**Collected data**
Segment Open

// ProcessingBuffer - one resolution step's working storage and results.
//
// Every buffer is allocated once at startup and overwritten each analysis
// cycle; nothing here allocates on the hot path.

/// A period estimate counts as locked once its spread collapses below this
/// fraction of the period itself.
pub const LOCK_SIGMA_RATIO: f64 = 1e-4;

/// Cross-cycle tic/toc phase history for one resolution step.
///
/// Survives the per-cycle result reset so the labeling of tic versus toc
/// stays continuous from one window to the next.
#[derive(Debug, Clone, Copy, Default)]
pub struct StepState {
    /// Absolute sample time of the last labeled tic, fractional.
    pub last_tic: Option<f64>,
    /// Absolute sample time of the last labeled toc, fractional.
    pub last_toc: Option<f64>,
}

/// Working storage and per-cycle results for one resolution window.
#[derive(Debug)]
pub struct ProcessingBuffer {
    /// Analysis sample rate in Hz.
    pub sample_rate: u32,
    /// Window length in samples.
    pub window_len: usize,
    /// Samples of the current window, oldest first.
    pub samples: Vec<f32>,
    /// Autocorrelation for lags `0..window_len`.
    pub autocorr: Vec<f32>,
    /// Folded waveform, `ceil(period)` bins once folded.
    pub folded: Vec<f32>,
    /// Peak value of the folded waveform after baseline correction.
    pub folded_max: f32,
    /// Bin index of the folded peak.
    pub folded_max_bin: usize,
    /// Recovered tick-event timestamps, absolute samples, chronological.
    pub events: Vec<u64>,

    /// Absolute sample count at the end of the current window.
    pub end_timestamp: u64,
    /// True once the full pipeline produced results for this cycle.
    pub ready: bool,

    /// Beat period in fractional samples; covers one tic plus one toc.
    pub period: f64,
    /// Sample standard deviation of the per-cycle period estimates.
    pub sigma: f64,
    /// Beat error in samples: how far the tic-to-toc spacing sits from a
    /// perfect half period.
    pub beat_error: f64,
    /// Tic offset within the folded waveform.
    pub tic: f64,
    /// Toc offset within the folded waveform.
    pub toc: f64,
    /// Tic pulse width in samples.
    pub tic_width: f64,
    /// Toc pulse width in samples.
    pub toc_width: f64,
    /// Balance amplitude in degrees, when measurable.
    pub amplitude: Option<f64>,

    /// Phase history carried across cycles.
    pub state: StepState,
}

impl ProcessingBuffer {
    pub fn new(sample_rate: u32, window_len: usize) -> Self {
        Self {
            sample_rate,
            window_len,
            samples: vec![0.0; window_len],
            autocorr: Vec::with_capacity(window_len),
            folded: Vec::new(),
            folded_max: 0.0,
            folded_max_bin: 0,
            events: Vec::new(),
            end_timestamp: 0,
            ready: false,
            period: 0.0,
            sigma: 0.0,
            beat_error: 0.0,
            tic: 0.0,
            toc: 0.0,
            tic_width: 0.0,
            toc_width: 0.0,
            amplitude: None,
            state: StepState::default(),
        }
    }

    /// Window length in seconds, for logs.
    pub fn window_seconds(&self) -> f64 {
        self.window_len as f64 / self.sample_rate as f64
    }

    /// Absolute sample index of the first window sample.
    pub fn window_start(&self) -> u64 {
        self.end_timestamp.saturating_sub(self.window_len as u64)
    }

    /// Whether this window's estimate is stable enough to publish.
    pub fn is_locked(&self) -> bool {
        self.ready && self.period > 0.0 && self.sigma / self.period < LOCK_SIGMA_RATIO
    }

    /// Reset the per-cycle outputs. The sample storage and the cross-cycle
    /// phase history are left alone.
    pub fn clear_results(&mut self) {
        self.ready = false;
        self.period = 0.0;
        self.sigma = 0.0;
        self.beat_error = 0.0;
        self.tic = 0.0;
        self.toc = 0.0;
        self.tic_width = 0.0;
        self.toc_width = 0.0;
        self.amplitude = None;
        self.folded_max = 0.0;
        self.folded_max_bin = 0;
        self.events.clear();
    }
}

Segment Closed
Segment Open

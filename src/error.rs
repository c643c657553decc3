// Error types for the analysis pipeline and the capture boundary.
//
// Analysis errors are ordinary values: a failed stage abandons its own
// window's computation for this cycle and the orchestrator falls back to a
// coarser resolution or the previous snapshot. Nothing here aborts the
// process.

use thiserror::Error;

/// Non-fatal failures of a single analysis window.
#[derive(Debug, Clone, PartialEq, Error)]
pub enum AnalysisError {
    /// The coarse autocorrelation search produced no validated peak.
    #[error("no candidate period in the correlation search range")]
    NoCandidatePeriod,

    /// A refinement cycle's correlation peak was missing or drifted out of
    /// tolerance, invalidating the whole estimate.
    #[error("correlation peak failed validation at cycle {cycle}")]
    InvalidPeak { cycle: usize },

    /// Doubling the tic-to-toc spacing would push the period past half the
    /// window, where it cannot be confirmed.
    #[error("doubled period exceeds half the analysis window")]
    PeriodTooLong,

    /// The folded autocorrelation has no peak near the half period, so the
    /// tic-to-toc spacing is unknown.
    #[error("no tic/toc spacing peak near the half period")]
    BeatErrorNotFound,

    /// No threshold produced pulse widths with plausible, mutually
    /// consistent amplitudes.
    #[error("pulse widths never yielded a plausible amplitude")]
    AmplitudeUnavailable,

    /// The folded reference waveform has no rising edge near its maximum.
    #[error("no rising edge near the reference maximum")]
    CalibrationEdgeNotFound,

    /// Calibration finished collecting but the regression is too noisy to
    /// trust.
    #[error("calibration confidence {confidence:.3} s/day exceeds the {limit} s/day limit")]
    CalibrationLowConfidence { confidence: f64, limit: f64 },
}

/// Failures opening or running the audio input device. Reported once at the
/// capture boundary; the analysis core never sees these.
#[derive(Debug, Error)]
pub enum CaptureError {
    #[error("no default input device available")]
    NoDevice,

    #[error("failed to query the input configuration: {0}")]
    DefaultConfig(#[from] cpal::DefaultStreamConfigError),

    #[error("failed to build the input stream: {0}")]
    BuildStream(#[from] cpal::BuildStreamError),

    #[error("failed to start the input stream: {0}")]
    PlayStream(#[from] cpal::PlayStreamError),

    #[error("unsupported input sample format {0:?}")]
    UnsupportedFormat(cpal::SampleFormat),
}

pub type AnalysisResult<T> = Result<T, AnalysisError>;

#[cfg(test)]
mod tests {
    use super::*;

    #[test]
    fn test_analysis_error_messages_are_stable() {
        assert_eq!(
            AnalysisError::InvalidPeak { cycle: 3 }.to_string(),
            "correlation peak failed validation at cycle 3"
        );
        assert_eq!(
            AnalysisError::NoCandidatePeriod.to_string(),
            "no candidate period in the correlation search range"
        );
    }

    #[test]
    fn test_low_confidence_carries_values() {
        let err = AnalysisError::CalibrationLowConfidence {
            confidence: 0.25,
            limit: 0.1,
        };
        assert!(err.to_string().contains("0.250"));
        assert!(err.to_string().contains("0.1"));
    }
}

Segment Closed

**TASK INSTRUCTIONS**
Copy out every line above where "maximum" is present.

**TASK OUTPUT**
    /// The folded reference waveform has no rising edge near its maximum.
    #[error("no rising edge near the reference maximum")]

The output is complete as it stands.